Fast Generalization after Interpolation via Critically Damped Momentum Optimization

2026-06-01Machine Learning

Machine Learning
AI summary

The authors address the problem that machine learning models often fit training data perfectly but don't perform well on new data, especially when there are many possible solutions. They propose a two-step method called GROKtimizer that first quickly finds solutions that fit the training data and then refines these solutions to be simpler and potentially better at generalizing. Their method uses a special momentum technique to speed up this refinement and is proven to be faster than standard approaches. They test GROKtimizer on both simulated and real datasets and connect their results to existing ideas about why some solutions work better than others.
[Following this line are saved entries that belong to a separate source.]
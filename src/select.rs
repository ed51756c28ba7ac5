/// Selection pipeline: filter, project, de-duplicate, sort and quantify.
///
/// Every function borrows its input and returns a fresh sequence; nothing
/// here mutates the records it is given. Inputs are taken as
/// `IntoIterator<Item = &T>` so that the output of one stage (a
/// `Vec<&T>`) can feed the next via `.iter().copied()`.
///
/// # Example
///
/// ```
/// use koru_staff::select::{self, Comparator, SortOrder};
///
/// let scores = [(1_u32, 30_u32), (2, 50), (3, 10), (4, 30)];
/// let passed = select::filter(&scores, |s| s.1 >= 30);
/// let ranked = select::sort_by(
///     passed.iter().copied(),
///     &Comparator::by(|s: &(u32, u32)| s.1, SortOrder::Desc),
/// );
/// assert_eq!(ranked, vec![&(2, 50), &(1, 30), &(4, 30)]);
/// ```
use serde::{Deserialize, Serialize};
use std::cmp::Ordering;
use std::collections::HashSet;
use std::fmt;
use std::hash::Hash;

/// Sort direction.
#[derive(Debug, Clone, Copy, PartialEq, Eq, Serialize, Deserialize)]
pub enum SortOrder {
    /// Ascending order (smallest first).
    Asc,
    /// Descending order (largest first).
    Desc,
}

impl SortOrder {
    /// Apply this direction to an ascending comparison result.
    pub fn apply(self, ordering: Ordering) -> Ordering {
        match self {
            SortOrder::Asc => ordering,
            SortOrder::Desc => ordering.reverse(),
        }
    }
}

type KeyCompare<'c, T> = Box<dyn Fn(&T, &T) -> Ordering + 'c>;

/// A chain of sort keys, each with its own direction.
///
/// Keys are consulted in declaration order; the first one that tells two
/// records apart decides. Keys only need `PartialOrd`, so floating-point
/// fields can be used directly. Incomparable values (NaN) compare equal.
///
/// Key functions return owned keys. For keys borrowed from the record
/// (string fields) use [`Comparator::from_fn`] and [`Comparator::then_with`].
pub struct Comparator<'c, T: ?Sized> {
    keys: Vec<KeyCompare<'c, T>>,
}

impl<T: ?Sized> fmt::Debug for Comparator<'_, T> {
    fn fmt(&self, f: &mut fmt::Formatter<'_>) -> fmt::Result {
        f.debug_struct("Comparator")
            .field("keys", &self.keys.len())
            .finish()
    }
}

impl<'c, T: ?Sized> Comparator<'c, T> {
    /// Compare by a single key.
    pub fn by<K, F>(key: F, order: SortOrder) -> Self
    where
        F: Fn(&T) -> K + 'c,
        K: PartialOrd,
    {
        Self {
            keys: vec![Self::key_compare(key, order)],
        }
    }

    /// Compare by a single key in ascending order.
    pub fn comparing<K, F>(key: F) -> Self
    where
        F: Fn(&T) -> K + 'c,
        K: PartialOrd,
    {
        Self::by(key, SortOrder::Asc)
    }

    /// Compare with an explicit comparison function.
    pub fn from_fn<F>(compare: F) -> Self
    where
        F: Fn(&T, &T) -> Ordering + 'c,
    {
        Self {
            keys: vec![Box::new(compare)],
        }
    }

    /// Add a secondary comparison function.
    pub fn then_with<F>(mut self, compare: F) -> Self
    where
        F: Fn(&T, &T) -> Ordering + 'c,
    {
        self.keys.push(Box::new(compare));
        self
    }

    /// Add a secondary key, consulted only when all earlier keys tie.
    pub fn then_by<K, F>(mut self, key: F, order: SortOrder) -> Self
    where
        F: Fn(&T) -> K + 'c,
        K: PartialOrd,
    {
        self.keys.push(Self::key_compare(key, order));
        self
    }

    /// Reverse the chain as a whole.
    ///
    /// Records equal under every key stay equal, so a stable sort still
    /// keeps them in input order.
    pub fn reversed(self) -> Self
    where
        T: 'c,
    {
        Self {
            keys: vec![Box::new(move |a: &T, b: &T| self.compare(a, b).reverse())],
        }
    }

    /// Compare two values under the full key chain.
    pub fn compare(&self, a: &T, b: &T) -> Ordering {
        for key in &self.keys {
            let cmp = key(a, b);
            if cmp != Ordering::Equal {
                return cmp;
            }
        }
        Ordering::Equal
    }

    fn key_compare<K, F>(key: F, order: SortOrder) -> KeyCompare<'c, T>
    where
        F: Fn(&T) -> K + 'c,
        K: PartialOrd,
    {
        Box::new(move |a: &T, b: &T| {
            let cmp = key(a).partial_cmp(&key(b)).unwrap_or(Ordering::Equal);
            order.apply(cmp)
        })
    }
}

/// Records satisfying `predicate`, in input order.
pub fn filter<'a, T, I, P>(items: I, predicate: P) -> Vec<&'a T>
where
    T: 'a + ?Sized,
    I: IntoIterator<Item = &'a T>,
    P: Fn(&T) -> bool,
{
    items.into_iter().filter(|item| predicate(*item)).collect()
}

/// Map every record to a derived value, in input order, keeping duplicates.
pub fn project<'a, T, U, I, F>(items: I, f: F) -> Vec<U>
where
    T: 'a + ?Sized,
    I: IntoIterator<Item = &'a T>,
    F: Fn(&'a T) -> U,
{
    items.into_iter().map(f).collect()
}

/// The distinct keys derived from the records.
///
/// Only the keys survive, listed in first-seen order.
pub fn distinct_by<'a, T, K, I, F>(items: I, key: F) -> Vec<K>
where
    T: 'a + ?Sized,
    K: Eq + Hash + Clone,
    I: IntoIterator<Item = &'a T>,
    F: Fn(&'a T) -> K,
{
    let mut seen = HashSet::new();
    let mut keys = Vec::new();
    for item in items {
        let k = key(item);
        if seen.insert(k.clone()) {
            keys.push(k);
        }
    }
    keys
}

/// Sort records by a comparator chain.
///
/// The sort is stable: records the comparator considers equal keep their
/// input order.
pub fn sort_by<'a, T, I>(items: I, comparator: &Comparator<'_, T>) -> Vec<&'a T>
where
    T: 'a + ?Sized,
    I: IntoIterator<Item = &'a T>,
{
    let mut sorted: Vec<&'a T> = items.into_iter().collect();
    sorted.sort_by(|a, b| comparator.compare(a, b));
    sorted
}

/// True when every record satisfies `predicate` (vacuously true when empty).
pub fn all_match<'a, T, I, P>(items: I, predicate: P) -> bool
where
    T: 'a + ?Sized,
    I: IntoIterator<Item = &'a T>,
    P: Fn(&T) -> bool,
{
    items.into_iter().all(predicate)
}

/// True when at least one record satisfies `predicate` (false when empty).
pub fn any_match<'a, T, I, P>(items: I, predicate: P) -> bool
where
    T: 'a + ?Sized,
    I: IntoIterator<Item = &'a T>,
    P: Fn(&T) -> bool,
{
    items.into_iter().any(predicate)
}
/// Roster loading and validation.
///
/// A roster is a JSON array of [`EmployeeDraft`] objects. Loading validates
/// every draft against the run's [`QueryClock`] and checks that ids are
/// unique, so the rest of the crate can assume clean records.
///
/// ```json
/// [
///   {
///     "id": 1,
///     "name": "Ann",
///     "surname": "Kowalski",
///     "age": 34,
///     "salary": 5200.0,
///     "department": "IT",
///     "position": "SENIOR",
///     "is_employer": false,
///     "start_date": "2016-03-01T00:00:00"
///   }
/// ]
/// ```
use crate::error::{StaffError, StaffResult};
use crate::types::{Employee, EmployeeDraft, QueryClock};
use std::collections::HashSet;
use std::path::Path;
use tracing::{debug, warn};

/// The built-in demonstration roster.
pub const SAMPLE_ROSTER_JSON: &str = include_str!("../data/sample_roster.json");

/// Validate drafts into employees, rejecting the whole roster on the first
/// bad record or repeated id.
pub fn from_drafts(drafts: Vec<EmployeeDraft>, clock: &QueryClock) -> StaffResult<Vec<Employee>> {
    let mut seen = HashSet::with_capacity(drafts.len());
    let mut employees = Vec::with_capacity(drafts.len());

    for draft in drafts {
        if !seen.insert(draft.id) {
            warn!("Rejecting roster: duplicate id {}", draft.id);
            return Err(StaffError::DuplicateId(draft.id));
        }
        let employee = draft.validate(clock).inspect_err(|e| {
            warn!("Rejecting roster: {}", e);
        })?;
        employees.push(employee);
    }

    debug!("Validated {} roster records", employees.len());
    Ok(employees)
}

/// Parse and validate a JSON roster document.
pub fn from_json_str(json: &str, clock: &QueryClock) -> StaffResult<Vec<Employee>> {
    let drafts: Vec<EmployeeDraft> = serde_json::from_str(json)?;
    from_drafts(drafts, clock)
}

/// Read, parse and validate a JSON roster file.
pub fn load_from_path(path: impl AsRef<Path>, clock: &QueryClock) -> StaffResult<Vec<Employee>> {
    let path = path.as_ref();
    debug!("Loading roster from {}", path.display());
    let json = std::fs::read_to_string(path)?;
    from_json_str(&json, clock)
}

/// The built-in demonstration roster, validated against `clock`.
pub fn sample_roster(clock: &QueryClock) -> StaffResult<Vec<Employee>> {
    from_json_str(SAMPLE_ROSTER_JSON, clock)
}

/// Render employees as a JSON roster that [`from_json_str`] accepts.
pub fn to_json_string(employees: &[Employee]) -> StaffResult<String> {
    Ok(serde_json::to_string_pretty(employees)?)
}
generalizationinterpolation thresholdoptimization dynamicsCritically Damped Momentumnorm minimizationgradient descentflat minima hypothesismachine learning optimizationhigh-dimensional data
Authors
Luca Muscarnera, Silas Ruhrberg Estévez, Yuanzhang Xiao, Mihaela Van der Schaar
Abstract
A central problem in machine learning is that models can achieve near-perfect training performance while generalizing substantially less well to unseen examples. This gap is especially acute in high-dimensional, low-sample regimes, where many interpolating solutions exist and optimization must implicitly select among minima with different generalization properties. Following recent theoretical advances on optimization dynamics near the interpolation threshold, we note that the two-regime structure of risk minimization, with loss minimization followed by complexity minimization, motivates a biphasic optimization schedule. We thus theoretically demonstrate that GROKtimizer, a biphasic strategy that combines rapid convergence to interpolation with Critically Damped Momentum (CDM)-based post-interpolation norm minimization, offers a natural solution for selecting low-norm interpolating solutions. Under a local quadratic model of the post-interpolation basin, GROKtimizer provides a quadratic speedup over classical gradient descent, with provable optimality among first-order optimizers. To showcase the applicability of our method, we evaluate GROKtimizer on several synthetic benchmarks common in the classical grokking literature and on various real-world datasets. Finally, we reconcile our findings with the flat-minima hypothesis, highlighting the importance of post-interpolation dynamics in the construction of high-quality, generalizing models.